Sehr wettbewerbsorientiert sind auch die Studierenden des FH-Oberösterreich-Sport-Teams. Der Verein bietet keine Kurse im herkömmlichen Sinne, sondern unterstützt Gruppen, die an bestimmten Sportarten interessiert sind und sie gerne ausüben möchten. Obmann ist der Leiter der FH-Rechtsabteilung, Christian Schweighofer. Er beschreibt das System anhand eines Beispiels: „Wenn eine Gruppe von fünf Leuten zu uns kommt und einen Golfkurs machen möchte, helfen wir bei der Organisation eines externen Anbieters, kalkulieren die Kosten und geben einen finanziellen Zuschuss.“ Die Schwerpunkte liegen auf Leichtathletik und Triathlon, im Linzer Olympiazentrum sind Schwimmbahnen für die FH-Sportler reserviert. „Unsere Trainer sind teilweise Staatsmeister, und wir haben viele Ironman-Finisher“, zeigt sich auch Schweighofer stolz auf seine Sportsfreunde.
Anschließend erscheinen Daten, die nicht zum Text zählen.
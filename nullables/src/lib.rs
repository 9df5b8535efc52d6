//! Nullable infrastructure for deterministic testing.
//!
//! Everything the verification core takes from the outside world (the
//! current time, proofs from the oracle operator, signatures from wallet
//! owners, the call target) has a test-friendly stand-in here that:
//! - returns deterministic values
//! - can be controlled programmatically
//! - never touches the network or a real key store
//!
//! Usage: swap real collaborators for nullables in tests.

pub mod clock;
pub mod executor;
pub mod prover;
pub mod signers;

pub use clock::NullClock;
pub use executor::NullExecutor;
pub use prover::NullProver;
pub use signers::NullSigners;
//! ECVRF verification for the Orand randomness oracle.
//!
//! Proofs are produced off-chain by the oracle operator, one per epoch, and
//! verified here exactly as the on-chain verifier does:
//! - **hash-to-curve** by try-and-increment over Keccak-256
//! - **witness checks** for `c·Γ`, `s·H` and `c·pk + s·G`
//! - **z-inverse** check on the projective sum
//! - **challenge** recomputation and output derivation
//!
//! [`EpochChain`] layers the chaining rule on top: every epoch's seed is the
//! previous epoch's output.

pub mod config;
pub mod epoch;
pub mod error;
pub mod hash_to_curve;
pub mod proof;
pub mod verifier;

pub use config::VrfConfig;
pub use epoch::{EpochChain, EpochRecord};
pub use error::VrfError;
pub use hash_to_curve::hash_to_curve;
pub use proof::EcvrfProof;
pub use verifier::{
    ecmul_verify, linear_combination, output_from_gamma, projective_ec_add,
    scalar_from_curve_points, verify_linear_combination_with_generator, EcvrfVerifier,
};

/// Domain-separation prefix for hash-to-curve inputs.
pub const HASH_TO_CURVE_HASH_PREFIX: u8 = 1;

/// Domain-separation prefix for the challenge hash.
pub const SCALAR_FROM_CURVE_POINTS_HASH_PREFIX: u8 = 2;
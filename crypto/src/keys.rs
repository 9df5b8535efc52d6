//! secp256k1 key generation.

use crate::address::address_of_point;
use crate::curve;
use crate::error::CryptoError;
use alloy_primitives::{Address, U256};
use k256::ecdsa::SigningKey;
use k256::FieldBytes;
use orochi_types::Point;
use rand::rngs::OsRng;

/// A secp256k1 signing key together with its public point and address.
///
/// The signing key stays in the `k256` type, which zeroizes on drop.
pub struct KeyPair {
    pub signing_key: SigningKey,
    pub public: Point,
    pub address: Address,
}

impl KeyPair {
    fn from_signing_key(signing_key: SigningKey) -> Self {
        let public = curve::mul_generator(secret_scalar_of(&signing_key)).unwrap_or_default();
        let address = address_of_point(&public);
        Self {
            signing_key,
            public,
            address,
        }
    }

    /// The secret scalar as a word.
    pub fn secret_scalar(&self) -> U256 {
        secret_scalar_of(&self.signing_key)
    }
}

fn secret_scalar_of(signing_key: &SigningKey) -> U256 {
    U256::from_be_slice(&signing_key.to_bytes())
}

/// Generate a new key pair from a secure random source.
pub fn generate_keypair() -> KeyPair {
    KeyPair::from_signing_key(SigningKey::random(&mut OsRng))
}

/// Reconstruct a key pair from 32 secret bytes (deterministic).
///
/// Fails if the bytes are zero or not below the group order.
pub fn keypair_from_secret(secret: &[u8; 32]) -> Result<KeyPair, CryptoError> {
    let signing_key = SigningKey::from_bytes(FieldBytes::from_slice(secret))
        .map_err(|_| CryptoError::InvalidSecretKey)?;
    Ok(KeyPair::from_signing_key(signing_key))
}
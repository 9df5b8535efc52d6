//! CLI configuration with TOML file support.

use alloy_primitives::Address;
use anyhow::Context;
use orochi_multisig::MultisigConfig;
use orochi_utils::LogFormat;
use orochi_vrf::VrfConfig;
use serde::{Deserialize, Serialize};
use std::path::Path;

/// Configuration for the `orochi` tool.
///
/// Loaded from a TOML file via [`CliConfig::from_toml_file`]; command-line
/// flags and environment variables override individual fields.
#[derive(Clone, Debug, PartialEq, Eq, Serialize, Deserialize)]
pub struct CliConfig {
    /// Log format: "human" or "json".
    #[serde(default)]
    pub log_format: LogFormat,

    /// Log level filter: "trace", "debug", "info", "warn", "error".
    #[serde(default = "default_log_level")]
    pub log_level: String,

    /// Chain the packed transactions are bound to.
    #[serde(default = "default_chain_id")]
    pub chain_id: u64,

    /// Wallet factory deploying the proxies.
    #[serde(default, skip_serializing_if = "Option::is_none")]
    pub factory_address: Option<Address>,

    /// Wallet implementation the proxies delegate to.
    #[serde(default, skip_serializing_if = "Option::is_none")]
    pub implementation_address: Option<Address>,

    #[serde(default)]
    pub vrf: VrfConfig,

    #[serde(default)]
    pub multisig: MultisigConfig,
}

// ── Serde default helpers ──────────────────────────────────────────────

fn default_log_level() -> String {
    "info".to_string()
}

fn default_chain_id() -> u64 {
    1
}

// ── Impl ───────────────────────────────────────────────────────────────

impl CliConfig {
    pub fn from_toml_file(path: &Path) -> anyhow::Result<Self> {
        let content = std::fs::read_to_string(path)
            .with_context(|| format!("reading config file {}", path.display()))?;
        Self::from_toml_str(&content).with_context(|| format!("parsing {}", path.display()))
    }

    pub fn from_toml_str(s: &str) -> anyhow::Result<Self> {
        Ok(toml::from_str(s)?)
    }

    pub fn to_toml_string(&self) -> anyhow::Result<String> {
        Ok(toml::to_string_pretty(self)?)
    }
}

impl Default for CliConfig {
    fn default() -> Self {
        Self {
            log_format: LogFormat::default(),
            log_level: default_log_level(),
            chain_id: default_chain_id(),
            factory_address: None,
            implementation_address: None,
            vrf: VrfConfig::default(),
            multisig: MultisigConfig::default(),
        }
    }
}
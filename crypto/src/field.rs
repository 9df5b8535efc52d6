//! secp256k1 base-field arithmetic on EVM words.
//!
//! These mirror the `addmod`/`mulmod` arithmetic the on-chain verifier
//! performs, so intermediate values (hash-to-curve candidates, projective
//! coordinates) come out bit-identical to the contract's.

use alloy_primitives::U256;
use orochi_types::Point;

/// The secp256k1 field prime `p = 2^256 - 2^32 - 977`.
pub const FIELD_SIZE: U256 = U256::from_limbs([
    0xFFFF_FFFE_FFFF_FC2F,
    0xFFFF_FFFF_FFFF_FFFF,
    0xFFFF_FFFF_FFFF_FFFF,
    0xFFFF_FFFF_FFFF_FFFF,
]);

/// The order `n` of the secp256k1 group.
pub const GROUP_ORDER: U256 = U256::from_limbs([
    0xBFD2_5E8C_D036_4141,
    0xBAAE_DCE6_AF48_A03B,
    0xFFFF_FFFF_FFFF_FFFE,
    0xFFFF_FFFF_FFFF_FFFF,
]);

/// Curve constant `b` in `y^2 = x^3 + b`.
const CURVE_B: U256 = U256::from_limbs([7, 0, 0, 0]);

pub fn add(a: U256, b: U256) -> U256 {
    a.add_mod(b, FIELD_SIZE)
}

/// `a - b mod p`, computed as `a + (p - b)` like the contract does.
pub fn sub(a: U256, b: U256) -> U256 {
    a.add_mod(FIELD_SIZE - b.reduce_mod(FIELD_SIZE), FIELD_SIZE)
}

pub fn mul(a: U256, b: U256) -> U256 {
    a.mul_mod(b, FIELD_SIZE)
}

/// Multiplicative inverse, `None` for zero.
pub fn invert(a: U256) -> Option<U256> {
    a.inv_mod(FIELD_SIZE)
}

/// `x^3 + 7 mod p`.
pub fn y_squared(x: U256) -> U256 {
    add(mul(mul(x, x), x), CURVE_B)
}

/// Square root candidate `a^((p + 1) / 4) mod p`.
///
/// Valid because `p ≡ 3 (mod 4)`; the result is only a true root when `a`
/// is a quadratic residue, which callers check via [`is_on_curve`].
pub fn sqrt(a: U256) -> U256 {
    let exponent = (FIELD_SIZE + U256::from(1u8)) >> 2;
    a.pow_mod(exponent, FIELD_SIZE)
}

/// Whether `point` satisfies the curve equation with canonical coordinates.
///
/// The point at infinity `(0, 0)` never does.
pub fn is_on_curve(point: &Point) -> bool {
    if point.x >= FIELD_SIZE || point.y >= FIELD_SIZE {
        return false;
    }
    y_squared(point.x) == mul(point.y, point.y)
}

/// Whether `scalar` is a canonical scalar (`< n`).
pub fn is_reduced_scalar(scalar: U256) -> bool {
    scalar < GROUP_ORDER
}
Zusätzlich bietet die Fachhochschule Studierenden und Lehrenden an den vier Fakultäten in Hagenberg, Linz, Wels und Steyr ein vielfältiges Kursprogramm, das pro Semester je nach Interesse variiert. Die israelische Selbstverteidigungstechnik Krav Maga wird ebenso angeboten wie die Tanz-Gymnastik Zumba oder Flag-Football, eine tacklefreie Variante des American Football.
Studieren und probieren
Schwimmen, Krafttraining und Fußball sind die beliebtesten Sportarten an der FH Joanneum Graz. „Der Verein ,FH Sport‘ mit seinen 50 bis 70 Mitgliedern stellt Sportangebote für Studierende und Mitarbeiter zur Verfügung. Er ist ein an die Kapfenberger Sportvereinigung KSV angeschlossener Verein. Dadurch haben wir Zugang zu heimischen Vereinen und Organisationen“, erläutert Sprecherin Kathrin Podbrecnik. Zusätzlich gibt es weitere Sportmöglichkeiten in Bad Gleichenberg. Die dortige Sportgruppe, „SpoGru“ genannt, organisiert zwischen Montag und Donnerstag täglich zwei Angebote, etwa Jiu Jitsu, Laufen oder Pilates. Das nehmen zehn bis 15 Studierende pro Termin wahr. Und wer den Studiengang „Gesundheitsmanagement im Tourismus“ belegt hat, kann im Rahmen der Lehrveranstaltung „Lifestyle-Sportarten“ wie Canyoning, Yoga oder Klettern kennenlernen.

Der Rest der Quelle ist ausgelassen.